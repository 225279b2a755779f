use miette::Diagnostic;
use thiserror::Error;

/// Main error type for strata operations
#[derive(Error, Diagnostic, Debug)]
pub enum StrataError {
    #[error("IO error: {0}")]
    #[diagnostic(code(strata::io))]
    IoError(#[from] std::io::Error),

    #[error("IO error with {path}: {message}")]
    #[diagnostic(code(strata::io))]
    Io {
        path: std::path::PathBuf,
        message: String,
    },

    #[error("Parse error: {message}")]
    #[diagnostic(code(strata::parse))]
    Parse {
        message: String,
        #[help]
        help: Option<String>,
    },

    #[error("Config error: {message}")]
    #[diagnostic(code(strata::config))]
    Config {
        message: String,
        #[help]
        help: Option<String>,
    },

    #[error("Build error: {message}")]
    #[diagnostic(code(strata::build))]
    Build {
        message: String,
        #[help]
        help: Option<String>,
    },
}

pub type Result<T> = std::result::Result<T, StrataError>;
//! Parser modules for strata input files.
//!
//! The only input document is the design tool's variable export: a JSON
//! object holding collections, their modes, and their variables.
//!
//! # Usage
//!
//! ```ignore
//! use strata::parser::load_export;
//!
//! let export = load_export(Path::new("tokens.json"))?;
//! for collection in &export.collections {
//!     println!("{}: {} variables", collection.name, collection.variables.len());
//! }
//! ```

mod export;

pub use export::{load_export, parse_export};
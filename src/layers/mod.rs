//! Token layer builders.
//!
//! Builds the three token layers from an export, strictly bottom-up:
//!
//! 1. Primitives - fully resolved literals, plus the primitive path map
//! 2. Semantic - per brand and mode, referencing primitives
//! 3. Components - per brand and bucket, referencing semantic tokens
//!
//! The semantic and component builders take the finished
//! [`PrimitiveOutput`], so they can never observe a partial path map.
//!
//! # Example
//!
//! ```ignore
//! use strata::layers::build;
//!
//! let output = build(&export, &TokenConfig::default());
//! for artifact in output.artifacts() {
//!     println!("{}: {} tokens", artifact.label(), artifact.tree.len());
//! }
//! ```

mod artifact;
mod component;
mod primitive;
mod semantic;

pub use artifact::{Artifact, ArtifactKind, LayerKind};
pub use component::ComponentBuilder;
pub use primitive::{PrimitiveBuilder, PrimitiveOutput};
pub use semantic::SemanticBuilder;

use crate::config::TokenConfig;
use crate::index::VariableIndex;
use crate::resolve::{PrimitivePathMap, Resolver};
use crate::types::{Export, Sentinel, Token, TokenPath, Variable};
use crate::validation::{Diagnostic, ValidationResult};

/// Every artifact of one build, plus the diagnostics raised while building.
#[derive(Debug, Clone)]
pub struct BuildOutput {
    pub primitives: Vec<Artifact>,
    pub primitive_paths: PrimitivePathMap,
    pub semantic: Vec<Artifact>,
    pub components: Vec<Artifact>,
    pub diagnostics: ValidationResult,
}

impl BuildOutput {
    /// All artifacts, primitives first.
    pub fn artifacts(&self) -> impl Iterator<Item = &Artifact> {
        self.primitives
            .iter()
            .chain(&self.semantic)
            .chain(&self.components)
    }

    /// Find an artifact by label (e.g. `bild/colors-light`).
    pub fn artifact(&self, label: &str) -> Option<&Artifact> {
        self.artifacts().find(|a| a.label() == label)
    }

    /// Brand slugs in build order.
    pub fn brands(&self) -> Vec<&str> {
        let mut brands: Vec<&str> = Vec::new();
        for brand in self.semantic.iter().chain(&self.components).filter_map(|a| a.brand.as_deref()) {
            if !brands.contains(&brand) {
                brands.push(brand);
            }
        }
        brands
    }

    /// Total number of tokens across all artifacts.
    pub fn token_count(&self) -> usize {
        self.artifacts().map(|a| a.tree.len()).sum()
    }
}

/// Build all layers for an export.
pub fn build(export: &Export, config: &TokenConfig) -> BuildOutput {
    let index = VariableIndex::build(export);
    let resolver = Resolver::new(&index, &config.collections);

    let primitives = PrimitiveBuilder::new(export, config, resolver).build();
    let semantic = SemanticBuilder::new(export, config, resolver).build(&primitives);
    let components = ComponentBuilder::new(export, config, resolver).build(&primitives);

    let mut diagnostics = primitives.diagnostics;
    diagnostics.merge(semantic.diagnostics);
    diagnostics.merge(components.diagnostics);

    BuildOutput {
        primitives: primitives.artifacts,
        primitive_paths: primitives.paths,
        semantic: semantic.artifacts,
        components: components.artifacts,
        diagnostics,
    }
}

/// Artifacts of one brand-scoped layer.
#[derive(Debug, Clone, Default)]
pub struct LayerOutput {
    pub artifacts: Vec<Artifact>,
    pub diagnostics: ValidationResult,
}

/// Insert a token into an artifact, recording sentinel and path conflicts.
///
/// Returns whether the token was added.
pub(crate) fn emit(
    artifact: &mut Artifact,
    path: &TokenPath,
    token: Token,
    variable: &Variable,
    diagnostics: &mut ValidationResult,
) -> bool {
    let label = artifact.label();

    if path.is_empty() {
        diagnostics.push(
            Diagnostic::warning(
                "strata::build::empty-path",
                format!("variable '{}' ({}) has no usable name segments", variable.name, variable.id),
            )
            .in_artifact(label)
            .with_help("Private segments starting with '_' are dropped from token paths"),
        );
        return false;
    }

    if let Some(sentinel) = token.value.sentinel() {
        diagnostics.push(sentinel_diagnostic(sentinel, path, variable).in_artifact(label.clone()));
    }

    match artifact.tree.insert(path, token) {
        Ok(()) => true,
        Err(conflict) => {
            diagnostics.push(
                Diagnostic::warning(
                    "strata::build::duplicate-path",
                    format!("{} (from '{}'); the first token is kept", conflict, variable.name),
                )
                .in_artifact(label),
            );
            false
        }
    }
}

fn sentinel_diagnostic(sentinel: &Sentinel, path: &TokenPath, variable: &Variable) -> Diagnostic {
    let code = format!("strata::resolve::{}", sentinel.code());
    match sentinel {
        Sentinel::Unresolved { id } => Diagnostic::warning(
            code,
            format!("'{}' ({}) aliases unknown variable '{}'", path, variable.name, id),
        )
        .with_help("The alias target is missing from the export"),
        Sentinel::Circular { chain } => Diagnostic::warning(
            code,
            format!("'{}' ({}) has a circular alias: {}", path, variable.name, chain.join(" -> ")),
        )
        .with_help("Break the cycle by pointing one variable at a literal value"),
        Sentinel::NoValue { id } => Diagnostic::warning(
            code,
            format!("'{}' ({}): variable '{}' has no value in any mode", path, variable.name, id),
        ),
    }
}
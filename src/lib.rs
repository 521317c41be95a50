// Allow long literals (digest constants in tests)
#![allow(clippy::unreadable_literal)]
// Allow format string style choices
#![allow(clippy::uninlined_format_args)]
// Doc backticks optional
#![allow(clippy::doc_markdown)]

//! Blobkey: content-addressable keys for binary blobs.
//!
//! A [`ContentKey`] identifies binary content by its exact byte length
//! plus a BLAKE3 digest of the full content. Two equal-content inputs
//! always produce equal keys, and keys order deterministically by
//! length first, then digest, with the "no content" key sorting before
//! everything else.
//!
//! # Quick Start
//!
//! ```
//! use blobkey::ContentKey;
//!
//! let a = ContentKey::from_bytes(b"hello world");
//! let b = ContentKey::from_bytes(b"hello world");
//! assert_eq!(a, b);
//! assert_eq!(a.size(), Some(11));
//!
//! // Streams work too and produce the same key.
//! let c = ContentKey::from_reader(&b"hello world"[..]).unwrap();
//! assert_eq!(a, c);
//! ```
//!
//! # Ordering
//!
//! Keys form a strict total order: [`ContentKey::NoContent`] sorts
//! first, then keys compare by byte length, and only equal-length keys
//! fall through to byte-wise digest comparison. This makes key ordering
//! stable across processes and suitable for sorted containers.
//!
//! The crate also ships two small utilities the key type is commonly
//! paired with: [`stream::read_all`] for draining a reader into a
//! buffer, and gzip [`compress`]/[`compress::decompress`] helpers for
//! reversible byte transforms. The key is agnostic to whether its
//! input was compressed.

pub mod compress;
pub mod error;
pub mod key;
pub mod prelude;
pub mod stream;

pub use error::{BlobkeyError, Result};
pub use key::ContentKey;
//! Content-addressable keys using BLAKE3 hashing.

use serde::{Deserialize, Serialize};
use std::cmp::Ordering;
use std::fmt;
use std::io::{self, Read, Seek, SeekFrom};

/// Immutable identifier for binary content: exact byte length plus a
/// BLAKE3 digest of the full content.
///
/// The "no content" state is a dedicated variant rather than a length
/// sentinel, so an inconsistent key (negative length, missing digest)
/// cannot be represented.
///
/// Equality is byte-exact over `(length, digest)`. Ordering compares
/// length numerically first and falls through to byte-wise digest
/// comparison only when lengths match; [`ContentKey::NoContent`] sorts
/// before every content key. `Hash` is derived alongside `Eq`, so equal
/// keys always hash identically. Comparing against an absent key is
/// expressed as `Option<ContentKey>`, whose derived ordering already
/// places `None` first.
#[derive(Debug, Clone, PartialEq, Eq, Hash, Serialize, Deserialize)]
pub enum ContentKey {
    /// Key for absent content. Sorts before every content key.
    NoContent,
    /// Key for real content, zero-length included.
    Content {
        /// Content size in bytes.
        length: u64,
        /// BLAKE3 hash of the content (32 bytes).
        digest: [u8; 32],
    },
}

impl ContentKey {
    /// Compute the key for a byte buffer. Never fails; an empty buffer
    /// yields a key with `length` 0 and the hash-of-empty digest, not
    /// [`ContentKey::NoContent`].
    #[must_use]
    pub fn from_bytes(data: &[u8]) -> Self {
        let digest = blake3::hash(data);
        Self::Content {
            length: data.len() as u64,
            digest: *digest.as_bytes(),
        }
    }

    /// Compute the key for an optional buffer; `None` yields the
    /// [`ContentKey::NoContent`] sentinel.
    #[must_use]
    pub fn from_optional_bytes(data: Option<&[u8]>) -> Self {
        data.map_or(Self::NoContent, Self::from_bytes)
    }

    /// Compute the key by reading a stream to exhaustion.
    ///
    /// The reader is left fully consumed. Use [`Self::from_seekable`]
    /// when the caller needs the stream back at its original position.
    ///
    /// # Errors
    ///
    /// Returns an error if reading fails; no key is constructed.
    pub fn from_reader<R: Read>(mut reader: R) -> io::Result<Self> {
        let mut hasher = blake3::Hasher::new();
        let mut length = 0u64;
        let mut buffer = [0u8; 8192];

        loop {
            let bytes_read = reader.read(&mut buffer)?;
            if bytes_read == 0 {
                break;
            }
            hasher.update(&buffer[..bytes_read]);
            length += bytes_read as u64;
        }

        Ok(Self::Content {
            length,
            digest: *hasher.finalize().as_bytes(),
        })
    }

    /// Compute the key for a seekable stream, hashing from the current
    /// position to the end.
    ///
    /// The stream position is restored on every exit path, so callers
    /// can reuse the stream afterwards whether hashing succeeded or
    /// failed.
    ///
    /// # Errors
    ///
    /// Returns an error if reading fails or the position cannot be
    /// recorded or restored. A read failure is reported even when the
    /// restoring seek also fails.
    pub fn from_seekable<R: Read + Seek>(reader: &mut R) -> io::Result<Self> {
        let start = reader.stream_position()?;
        let hashed = Self::from_reader(&mut *reader);
        let restored = reader.seek(SeekFrom::Start(start));
        let key = hashed?;
        restored?;
        Ok(key)
    }

    /// Content size in bytes, or `None` for the no-content key.
    #[must_use]
    pub fn size(&self) -> Option<u64> {
        match self {
            Self::NoContent => None,
            Self::Content { length, .. } => Some(*length),
        }
    }

    /// Digest bytes, or `None` for the no-content key.
    #[must_use]
    pub fn digest(&self) -> Option<&[u8; 32]> {
        match self {
            Self::NoContent => None,
            Self::Content { digest, .. } => Some(digest),
        }
    }

    /// Digest as a lowercase hex string, or `None` for the no-content
    /// key.
    #[must_use]
    pub fn digest_hex(&self) -> Option<String> {
        self.digest().map(hex::encode)
    }

    /// Whether this key identifies real content.
    #[must_use]
    pub fn has_content(&self) -> bool {
        matches!(self, Self::Content { .. })
    }

    /// Verify that a buffer produces this exact key.
    #[must_use]
    pub fn matches(&self, data: &[u8]) -> bool {
        *self == Self::from_bytes(data)
    }
}

impl Ord for ContentKey {
    fn cmp(&self, other: &Self) -> Ordering {
        match (self, other) {
            (Self::NoContent, Self::NoContent) => Ordering::Equal,
            (Self::NoContent, Self::Content { .. }) => Ordering::Less,
            (Self::Content { .. }, Self::NoContent) => Ordering::Greater,
            (
                Self::Content {
                    length: lhs_len,
                    digest: lhs_digest,
                },
                Self::Content {
                    length: rhs_len,
                    digest: rhs_digest,
                },
            ) => lhs_len
                .cmp(rhs_len)
                .then_with(|| lhs_digest.cmp(rhs_digest)),
        }
    }
}

impl PartialOrd for ContentKey {
    fn partial_cmp(&self, other: &Self) -> Option<Ordering> {
        Some(self.cmp(other))
    }
}

impl fmt::Display for ContentKey {
    fn fmt(&self, f: &mut fmt::Formatter<'_>) -> fmt::Result {
        match self {
            Self::NoContent => write!(f, "none"),
            Self::Content { length, digest } => {
                write!(f, "blake3:{}:{}", hex::encode(digest), length)
            }
        }
    }
}
//! Symmetric gzip compression helpers.
//!
//! Reversible byte transforms independent of the key's contract: a
//! [`crate::ContentKey`] computed over compressed bytes identifies the
//! compressed bytes, not the original content.

use crate::error::{BlobkeyError, Result};
use flate2::read::GzDecoder;
use flate2::write::GzEncoder;
use std::io::{Read, Write};

/// Compress bytes with gzip at the default level.
///
/// # Errors
///
/// Returns an error if the encoder fails to write.
pub fn compress(data: &[u8]) -> Result<Vec<u8>> {
    let mut encoder = GzEncoder::new(
        Vec::with_capacity(data.len() / 2),
        flate2::Compression::default(),
    );
    encoder.write_all(data)?;
    Ok(encoder.finish()?)
}

/// Decompress gzip bytes produced by [`compress`].
///
/// # Errors
///
/// Returns [`BlobkeyError::Compression`] if the input is not a valid
/// gzip stream.
pub fn decompress(data: &[u8]) -> Result<Vec<u8>> {
    let mut decoder = GzDecoder::new(data);
    let mut out = Vec::new();
    decoder
        .read_to_end(&mut out)
        .map_err(|e| BlobkeyError::Compression(e.to_string()))?;
    Ok(out)
}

#####

WHAT THIS TASK INVOLVES:
Report all lines of the data above that include the string "warning".

TASK RESPONSE:
            Diagnostic::warning(
                Diagnostic::warning(
        Sentinel::Unresolved { id } => Diagnostic::warning(
        Sentinel::Circular { chain } => Diagnostic::warning(
        Sentinel::NoValue { id } => Diagnostic::warning(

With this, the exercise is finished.